[Data items]
• • •

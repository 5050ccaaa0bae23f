use ash::vk;
use prism_asset::{Asset, GpuUploadContext};
use prism_crate_tools::init_log::init_log;
use prism_phase::{PhaseError, PhaseGraph};
use prism_renderer::RendererSettings;

use crate::context::EngineContext;
use crate::frame_systems::frame_graph;
use crate::lifecycle::lifecycle_graph;
use crate::window::WindowState;

pub fn panic_handler(info: &std::panic::PanicHookInfo) {
    log::error!("{}", info);
}

/// 引擎的门面：持有上下文、生命周期阶段图与每帧阶段图
///
/// 使用顺序：`new` → 注册资源与 system → `init` → 循环 `tick` → `shutdown`
pub struct Engine {
    ctx: EngineContext,
    lifecycle: PhaseGraph<EngineContext>,
    frame: PhaseGraph<EngineContext>,
}

// new & init
impl Engine {
    /// 设置 panic hook 并初始化日志，在程序入口调用一次
    pub fn init_env() {
        std::panic::set_hook(Box::new(panic_handler));
        init_log();
    }

    pub fn new(app_name: impl Into<String>, settings: RendererSettings) -> Result<Self, PhaseError> {
        Ok(Self {
            ctx: EngineContext::new(app_name, settings),
            lifecycle: lifecycle_graph()?,
            frame: frame_graph()?,
        })
    }

    /// 需要在 `init` 之前注册，Assets 阶段按注册顺序加载
    pub fn add_asset(&mut self, asset: impl Asset<GpuUploadContext> + 'static) -> &mut Self {
        self.ctx.bundle.push(asset);
        self
    }

    /// 注册每帧执行的 system，同一阶段内排在内置 system 之后
    pub fn add_frame_system(
        &mut self,
        phase: &str,
        system: impl FnMut(&mut EngineContext) -> anyhow::Result<()> + 'static,
    ) -> Result<&mut Self, PhaseError> {
        self.frame.add_system(phase, system)?;
        Ok(self)
    }

    /// 按顺序执行所有生命周期阶段；任意阶段失败时，已完成的阶段会被镜像销毁
    pub fn init(&mut self, window: WindowState) -> Result<(), PhaseError> {
        self.ctx.window = window;
        self.lifecycle.run_all(&mut self.ctx)
    }
}

// getters
impl Engine {
    #[inline]
    pub fn context(&self) -> &EngineContext {
        &self.ctx
    }

    #[inline]
    pub fn world(&self) -> &hecs::World {
        &self.ctx.world
    }

    #[inline]
    pub fn world_mut(&mut self) -> &mut hecs::World {
        &mut self.ctx.world
    }

    /// 用于插入自定义的生命周期阶段
    #[inline]
    pub fn lifecycle_mut(&mut self) -> &mut PhaseGraph<EngineContext> {
        &mut self.lifecycle
    }

    pub fn frame_id(&self) -> Option<u64> {
        self.ctx.render.as_ref().map(|r| r.driver.frame_counter().frame_id())
    }
}

// update
impl Engine {
    /// 执行一次每帧阶段图；GPU 对象尚未就绪时什么都不做
    pub fn tick(&mut self) -> Result<(), PhaseError> {
        if !self.ctx.is_ready() {
            return Ok(());
        }
        let order = self.frame.init_order().to_vec();
        for phase in &order {
            self.frame.run(phase, &mut self.ctx)?;
        }
        Ok(())
    }

    /// 窗口尺寸变化，swapchain 在下一次 `tick` 时重建
    pub fn resize(&mut self, physical_extent: vk::Extent2D, scale_factor: f64) {
        log::info!("window resized: {}x{}, scale {}", physical_extent.width, physical_extent.height, scale_factor);
        self.ctx.window.physical_extent = physical_extent;
        self.ctx.window.scale_factor = scale_factor;
        if let Some(swapchain) = &mut self.ctx.swapchain {
            swapchain.dirty = true;
        }
    }
}

// destroy
impl Engine {
    /// 按镜像顺序销毁所有已初始化的阶段，可以重复调用
    pub fn shutdown(&mut self) {
        self.ctx.wait_idle();
        self.lifecycle.run_teardown_all(&mut self.ctx);
    }
}

impl Drop for Engine {
    fn drop(&mut self) {
        debug_assert!(self.ctx.instance.is_none(), "Engine is not shut down");
    }
}

#[cfg(test)]
mod tests {
    use prism_phase::phases;

    use super::*;

    #[test]
    fn test_init_failure_names_the_phase() {
        let mut engine = Engine::new("test", RendererSettings::default()).unwrap();
        let err = engine.init(WindowState::default()).unwrap_err();
        assert_eq!(err.phase(), phases::INSTANCE);
        assert!(engine.frame_id().is_none());
        engine.shutdown();
    }

    #[test]
    fn test_tick_before_init_is_noop() {
        let mut engine = Engine::new("test", RendererSettings::default()).unwrap();
        let ticks = std::rc::Rc::new(std::cell::Cell::new(0));
        let counter = ticks.clone();
        engine
            .add_frame_system(phases::POST_DRAW, move |_| {
                counter.set(counter.get() + 1);
                Ok(())
            })
            .unwrap();

        engine.tick().unwrap();
        assert_eq!(ticks.get(), 0);
    }

    #[test]
    fn test_resize_without_swapchain_updates_window() {
        let mut engine = Engine::new("test", RendererSettings::default()).unwrap();
        engine.resize(vk::Extent2D { width: 0, height: 0 }, 2.0);
        assert!(engine.context().window.is_minimized());
        assert_eq!(engine.context().window.scale_factor, 2.0);
    }

    #[test]
    fn test_unknown_frame_phase_is_rejected() {
        let mut engine = Engine::new("test", RendererSettings::default()).unwrap();
        assert!(matches!(
            engine.add_frame_system("Nope", |_| Ok(())),
            Err(PhaseError::UnknownPhase(_))
        ));
    }

    #[test]
    fn test_custom_phase_inserted_before_assets() {
        let mut engine = Engine::new("test", RendererSettings::default()).unwrap();
        engine.lifecycle_mut().add_phase_between("Audio", phases::RENDER, phases::ASSETS).unwrap();

        let order = engine.lifecycle_mut().init_order().to_vec();
        let audio = order.iter().position(|p| p == "Audio").unwrap();
        assert_eq!(order[audio - 1], phases::RENDER);
        assert_eq!(order[audio + 1], phases::ASSETS);
        assert!(engine.lifecycle_mut().is_mirrored());
    }
}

• • •

WHAT YOU WILL DO ::
In the entries above, how many lines contain the word "panic"? Answer with the number only.

OUTPUT OF THE TASK ::
3